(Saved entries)
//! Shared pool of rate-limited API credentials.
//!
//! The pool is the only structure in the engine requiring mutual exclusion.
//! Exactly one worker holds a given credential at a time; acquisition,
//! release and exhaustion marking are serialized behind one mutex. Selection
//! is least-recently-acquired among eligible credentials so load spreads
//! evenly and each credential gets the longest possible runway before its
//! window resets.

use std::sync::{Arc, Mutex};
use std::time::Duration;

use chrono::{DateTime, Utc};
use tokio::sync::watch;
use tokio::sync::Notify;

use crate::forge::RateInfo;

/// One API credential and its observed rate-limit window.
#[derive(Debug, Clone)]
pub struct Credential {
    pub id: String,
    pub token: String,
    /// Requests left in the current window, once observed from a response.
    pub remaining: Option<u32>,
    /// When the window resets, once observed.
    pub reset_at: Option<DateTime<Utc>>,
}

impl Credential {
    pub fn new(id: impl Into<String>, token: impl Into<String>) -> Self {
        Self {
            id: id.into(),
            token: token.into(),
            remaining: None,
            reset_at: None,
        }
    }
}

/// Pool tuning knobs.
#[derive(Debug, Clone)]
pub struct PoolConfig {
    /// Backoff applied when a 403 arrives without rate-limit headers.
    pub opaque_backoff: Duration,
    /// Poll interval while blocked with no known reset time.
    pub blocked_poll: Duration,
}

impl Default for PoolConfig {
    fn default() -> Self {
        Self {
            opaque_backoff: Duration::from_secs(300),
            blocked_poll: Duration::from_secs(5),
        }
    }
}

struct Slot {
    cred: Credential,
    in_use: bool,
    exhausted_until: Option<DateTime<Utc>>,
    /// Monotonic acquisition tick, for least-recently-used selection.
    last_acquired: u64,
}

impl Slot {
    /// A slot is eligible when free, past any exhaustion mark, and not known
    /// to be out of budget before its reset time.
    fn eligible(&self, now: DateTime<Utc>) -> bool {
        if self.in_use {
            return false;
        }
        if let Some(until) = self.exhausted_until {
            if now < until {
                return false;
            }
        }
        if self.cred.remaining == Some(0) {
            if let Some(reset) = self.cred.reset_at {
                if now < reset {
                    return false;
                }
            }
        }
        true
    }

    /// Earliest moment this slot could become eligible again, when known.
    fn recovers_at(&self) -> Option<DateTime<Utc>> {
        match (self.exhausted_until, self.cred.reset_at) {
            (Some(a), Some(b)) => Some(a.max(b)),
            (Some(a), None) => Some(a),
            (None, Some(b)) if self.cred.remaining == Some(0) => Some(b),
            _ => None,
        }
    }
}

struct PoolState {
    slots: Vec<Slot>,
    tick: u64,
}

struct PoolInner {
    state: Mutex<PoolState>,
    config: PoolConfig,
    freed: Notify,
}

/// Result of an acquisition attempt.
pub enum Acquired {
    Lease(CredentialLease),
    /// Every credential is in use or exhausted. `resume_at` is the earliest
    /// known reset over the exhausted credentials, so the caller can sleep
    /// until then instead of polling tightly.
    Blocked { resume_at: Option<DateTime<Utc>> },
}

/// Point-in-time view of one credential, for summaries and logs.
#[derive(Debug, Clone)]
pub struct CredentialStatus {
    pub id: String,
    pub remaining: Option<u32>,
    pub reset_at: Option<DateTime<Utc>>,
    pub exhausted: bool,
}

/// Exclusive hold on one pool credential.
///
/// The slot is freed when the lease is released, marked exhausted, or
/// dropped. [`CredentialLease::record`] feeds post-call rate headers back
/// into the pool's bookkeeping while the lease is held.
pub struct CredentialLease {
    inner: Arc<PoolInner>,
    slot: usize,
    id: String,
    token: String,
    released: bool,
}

--

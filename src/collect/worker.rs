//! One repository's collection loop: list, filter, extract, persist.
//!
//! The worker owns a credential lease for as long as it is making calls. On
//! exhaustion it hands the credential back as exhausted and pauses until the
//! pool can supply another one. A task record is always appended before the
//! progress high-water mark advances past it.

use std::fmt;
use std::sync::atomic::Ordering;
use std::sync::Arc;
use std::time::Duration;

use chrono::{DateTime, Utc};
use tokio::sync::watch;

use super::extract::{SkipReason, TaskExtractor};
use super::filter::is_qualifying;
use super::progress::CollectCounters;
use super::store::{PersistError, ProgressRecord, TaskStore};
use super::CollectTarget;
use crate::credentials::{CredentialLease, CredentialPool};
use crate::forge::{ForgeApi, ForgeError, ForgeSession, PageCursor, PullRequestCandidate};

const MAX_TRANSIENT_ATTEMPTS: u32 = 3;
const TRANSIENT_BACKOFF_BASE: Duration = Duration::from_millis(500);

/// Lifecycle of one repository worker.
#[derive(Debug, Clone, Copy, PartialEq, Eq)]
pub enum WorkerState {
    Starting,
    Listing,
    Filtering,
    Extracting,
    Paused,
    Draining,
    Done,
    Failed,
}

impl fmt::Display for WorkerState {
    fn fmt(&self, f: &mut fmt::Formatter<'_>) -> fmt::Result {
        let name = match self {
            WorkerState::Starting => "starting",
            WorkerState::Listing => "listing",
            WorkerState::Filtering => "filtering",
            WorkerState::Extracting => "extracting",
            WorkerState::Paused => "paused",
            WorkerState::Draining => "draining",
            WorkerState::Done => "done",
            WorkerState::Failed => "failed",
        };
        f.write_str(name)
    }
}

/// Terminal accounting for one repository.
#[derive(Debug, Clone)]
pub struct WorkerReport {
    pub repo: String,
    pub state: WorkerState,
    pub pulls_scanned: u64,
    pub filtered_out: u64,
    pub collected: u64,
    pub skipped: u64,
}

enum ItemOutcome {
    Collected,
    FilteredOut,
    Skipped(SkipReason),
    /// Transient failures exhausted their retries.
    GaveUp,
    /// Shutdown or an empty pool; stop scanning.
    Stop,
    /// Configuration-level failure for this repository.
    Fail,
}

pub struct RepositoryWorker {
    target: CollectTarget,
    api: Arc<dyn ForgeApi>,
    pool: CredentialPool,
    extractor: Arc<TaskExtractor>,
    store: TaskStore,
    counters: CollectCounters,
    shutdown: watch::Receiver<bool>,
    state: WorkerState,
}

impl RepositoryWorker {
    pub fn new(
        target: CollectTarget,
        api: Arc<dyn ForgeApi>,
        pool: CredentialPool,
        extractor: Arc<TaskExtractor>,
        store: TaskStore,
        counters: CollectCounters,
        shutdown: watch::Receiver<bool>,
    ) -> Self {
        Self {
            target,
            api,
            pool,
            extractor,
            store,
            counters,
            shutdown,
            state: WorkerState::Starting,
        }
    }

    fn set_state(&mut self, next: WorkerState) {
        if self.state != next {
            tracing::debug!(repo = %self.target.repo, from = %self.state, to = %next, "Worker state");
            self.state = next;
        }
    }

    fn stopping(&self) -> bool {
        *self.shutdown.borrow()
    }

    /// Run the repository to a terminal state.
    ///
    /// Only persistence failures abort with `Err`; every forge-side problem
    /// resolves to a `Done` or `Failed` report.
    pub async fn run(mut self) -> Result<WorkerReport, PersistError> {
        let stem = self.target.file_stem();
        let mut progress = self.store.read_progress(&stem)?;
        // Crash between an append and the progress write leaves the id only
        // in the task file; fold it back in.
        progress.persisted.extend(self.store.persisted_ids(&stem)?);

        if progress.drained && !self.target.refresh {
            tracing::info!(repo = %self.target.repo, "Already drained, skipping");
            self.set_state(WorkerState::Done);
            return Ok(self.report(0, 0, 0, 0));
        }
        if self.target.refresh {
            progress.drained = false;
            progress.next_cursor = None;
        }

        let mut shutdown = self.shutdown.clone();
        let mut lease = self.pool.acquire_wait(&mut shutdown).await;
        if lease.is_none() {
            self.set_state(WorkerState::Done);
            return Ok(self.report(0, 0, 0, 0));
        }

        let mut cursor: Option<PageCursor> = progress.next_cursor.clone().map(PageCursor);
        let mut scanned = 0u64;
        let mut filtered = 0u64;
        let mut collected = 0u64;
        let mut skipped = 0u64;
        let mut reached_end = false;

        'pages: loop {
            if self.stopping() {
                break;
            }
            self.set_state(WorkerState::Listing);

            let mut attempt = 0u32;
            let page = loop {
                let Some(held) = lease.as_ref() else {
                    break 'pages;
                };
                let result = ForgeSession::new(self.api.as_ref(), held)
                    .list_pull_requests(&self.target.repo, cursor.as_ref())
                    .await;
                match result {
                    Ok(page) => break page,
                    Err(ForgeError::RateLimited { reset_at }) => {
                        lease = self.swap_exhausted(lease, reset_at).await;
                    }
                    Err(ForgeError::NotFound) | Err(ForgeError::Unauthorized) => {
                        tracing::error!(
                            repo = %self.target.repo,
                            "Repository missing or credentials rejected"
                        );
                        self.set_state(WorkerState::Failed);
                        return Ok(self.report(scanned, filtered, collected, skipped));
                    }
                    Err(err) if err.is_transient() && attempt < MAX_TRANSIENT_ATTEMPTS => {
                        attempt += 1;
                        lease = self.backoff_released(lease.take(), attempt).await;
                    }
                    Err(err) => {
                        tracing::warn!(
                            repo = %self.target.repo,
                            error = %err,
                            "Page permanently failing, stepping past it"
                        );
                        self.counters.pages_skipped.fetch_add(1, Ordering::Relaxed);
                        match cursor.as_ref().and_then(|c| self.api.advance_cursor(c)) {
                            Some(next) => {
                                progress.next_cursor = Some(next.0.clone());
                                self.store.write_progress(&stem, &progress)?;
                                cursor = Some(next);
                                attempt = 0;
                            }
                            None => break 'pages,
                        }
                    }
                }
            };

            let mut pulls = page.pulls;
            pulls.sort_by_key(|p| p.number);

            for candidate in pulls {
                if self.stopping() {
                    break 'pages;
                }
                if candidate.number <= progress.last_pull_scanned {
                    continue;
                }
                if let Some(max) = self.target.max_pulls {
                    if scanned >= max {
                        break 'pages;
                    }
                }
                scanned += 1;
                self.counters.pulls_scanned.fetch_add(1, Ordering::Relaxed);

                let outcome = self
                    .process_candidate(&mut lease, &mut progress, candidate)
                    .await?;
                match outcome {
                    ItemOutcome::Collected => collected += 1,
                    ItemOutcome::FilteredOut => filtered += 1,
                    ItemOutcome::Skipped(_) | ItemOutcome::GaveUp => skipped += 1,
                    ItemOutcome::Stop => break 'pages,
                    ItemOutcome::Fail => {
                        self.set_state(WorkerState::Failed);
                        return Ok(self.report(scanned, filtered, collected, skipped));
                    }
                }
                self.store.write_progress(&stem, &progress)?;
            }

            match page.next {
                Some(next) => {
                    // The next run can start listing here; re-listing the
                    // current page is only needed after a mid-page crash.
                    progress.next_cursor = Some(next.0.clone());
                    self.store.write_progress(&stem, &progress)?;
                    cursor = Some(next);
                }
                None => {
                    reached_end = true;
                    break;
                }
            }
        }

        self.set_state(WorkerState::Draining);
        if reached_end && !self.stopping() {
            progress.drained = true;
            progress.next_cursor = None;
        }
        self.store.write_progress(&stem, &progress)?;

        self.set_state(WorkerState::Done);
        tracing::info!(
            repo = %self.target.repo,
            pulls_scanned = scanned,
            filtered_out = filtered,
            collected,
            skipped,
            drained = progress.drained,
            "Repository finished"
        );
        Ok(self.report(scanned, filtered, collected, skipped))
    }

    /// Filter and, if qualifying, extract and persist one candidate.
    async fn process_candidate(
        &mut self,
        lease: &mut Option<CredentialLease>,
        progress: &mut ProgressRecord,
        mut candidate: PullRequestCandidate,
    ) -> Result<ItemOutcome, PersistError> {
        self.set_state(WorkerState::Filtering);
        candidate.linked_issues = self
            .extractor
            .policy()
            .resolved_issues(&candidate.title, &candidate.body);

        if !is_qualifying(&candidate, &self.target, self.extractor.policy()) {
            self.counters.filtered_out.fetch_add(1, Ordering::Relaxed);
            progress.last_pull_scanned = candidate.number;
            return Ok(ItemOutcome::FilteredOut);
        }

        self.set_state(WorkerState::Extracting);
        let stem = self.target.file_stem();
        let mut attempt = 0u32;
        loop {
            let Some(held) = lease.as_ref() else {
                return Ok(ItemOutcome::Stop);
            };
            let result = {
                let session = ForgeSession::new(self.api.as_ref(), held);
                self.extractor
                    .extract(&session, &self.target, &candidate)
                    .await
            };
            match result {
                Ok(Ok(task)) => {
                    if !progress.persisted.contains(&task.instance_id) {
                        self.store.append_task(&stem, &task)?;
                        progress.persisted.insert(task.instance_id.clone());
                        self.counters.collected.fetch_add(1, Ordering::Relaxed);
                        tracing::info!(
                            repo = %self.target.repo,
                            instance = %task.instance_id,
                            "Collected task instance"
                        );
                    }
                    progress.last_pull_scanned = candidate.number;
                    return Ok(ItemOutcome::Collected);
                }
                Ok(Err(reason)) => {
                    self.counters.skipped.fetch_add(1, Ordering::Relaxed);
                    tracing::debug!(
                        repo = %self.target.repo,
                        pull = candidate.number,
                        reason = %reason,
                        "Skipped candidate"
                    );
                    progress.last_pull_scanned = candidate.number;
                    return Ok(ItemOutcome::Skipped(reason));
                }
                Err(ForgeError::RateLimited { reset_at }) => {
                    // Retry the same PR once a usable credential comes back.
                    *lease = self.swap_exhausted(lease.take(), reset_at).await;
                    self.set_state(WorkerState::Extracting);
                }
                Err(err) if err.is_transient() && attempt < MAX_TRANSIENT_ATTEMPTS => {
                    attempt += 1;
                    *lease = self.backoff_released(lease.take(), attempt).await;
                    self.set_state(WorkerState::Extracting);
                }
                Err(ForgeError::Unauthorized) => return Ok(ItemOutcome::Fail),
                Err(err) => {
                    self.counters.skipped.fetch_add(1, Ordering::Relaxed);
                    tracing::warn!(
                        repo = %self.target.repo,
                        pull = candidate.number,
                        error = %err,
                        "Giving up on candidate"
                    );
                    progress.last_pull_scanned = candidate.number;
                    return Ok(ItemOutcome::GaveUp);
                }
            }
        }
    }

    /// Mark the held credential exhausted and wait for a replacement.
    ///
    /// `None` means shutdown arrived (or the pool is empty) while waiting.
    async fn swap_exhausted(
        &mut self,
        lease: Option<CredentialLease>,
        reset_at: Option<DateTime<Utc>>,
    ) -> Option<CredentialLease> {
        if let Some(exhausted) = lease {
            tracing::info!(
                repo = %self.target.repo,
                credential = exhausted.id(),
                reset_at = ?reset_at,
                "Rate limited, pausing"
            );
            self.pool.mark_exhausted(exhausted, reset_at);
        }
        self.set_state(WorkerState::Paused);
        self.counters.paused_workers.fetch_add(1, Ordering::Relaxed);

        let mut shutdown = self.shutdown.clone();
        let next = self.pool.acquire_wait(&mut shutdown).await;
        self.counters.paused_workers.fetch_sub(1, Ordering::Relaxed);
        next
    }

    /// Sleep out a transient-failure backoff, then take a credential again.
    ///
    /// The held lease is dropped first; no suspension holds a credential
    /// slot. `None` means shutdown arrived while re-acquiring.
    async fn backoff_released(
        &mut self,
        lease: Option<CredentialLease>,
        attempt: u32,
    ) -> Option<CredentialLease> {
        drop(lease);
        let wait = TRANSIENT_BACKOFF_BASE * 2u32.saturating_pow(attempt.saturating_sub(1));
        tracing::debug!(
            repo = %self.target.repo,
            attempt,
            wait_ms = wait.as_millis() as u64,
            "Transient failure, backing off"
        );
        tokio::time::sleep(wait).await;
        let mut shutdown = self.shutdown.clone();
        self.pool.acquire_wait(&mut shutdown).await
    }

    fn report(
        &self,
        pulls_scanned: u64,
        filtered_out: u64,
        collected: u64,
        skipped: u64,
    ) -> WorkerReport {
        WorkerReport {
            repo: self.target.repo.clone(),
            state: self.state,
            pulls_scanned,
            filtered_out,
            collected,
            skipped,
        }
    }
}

---

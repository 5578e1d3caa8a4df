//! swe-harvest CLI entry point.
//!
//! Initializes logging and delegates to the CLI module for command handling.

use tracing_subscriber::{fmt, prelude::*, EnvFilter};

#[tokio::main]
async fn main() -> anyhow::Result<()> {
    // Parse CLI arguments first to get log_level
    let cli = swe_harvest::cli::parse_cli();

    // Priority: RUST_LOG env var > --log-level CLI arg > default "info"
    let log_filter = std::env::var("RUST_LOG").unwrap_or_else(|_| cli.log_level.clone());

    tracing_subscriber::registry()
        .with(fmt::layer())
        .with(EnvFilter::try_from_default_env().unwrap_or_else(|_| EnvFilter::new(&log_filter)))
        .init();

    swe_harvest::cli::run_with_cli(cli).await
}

**What is being asked**
Work out how many lines of the data hold the string "headers". Reply with that number alone.

**Problem solution**
2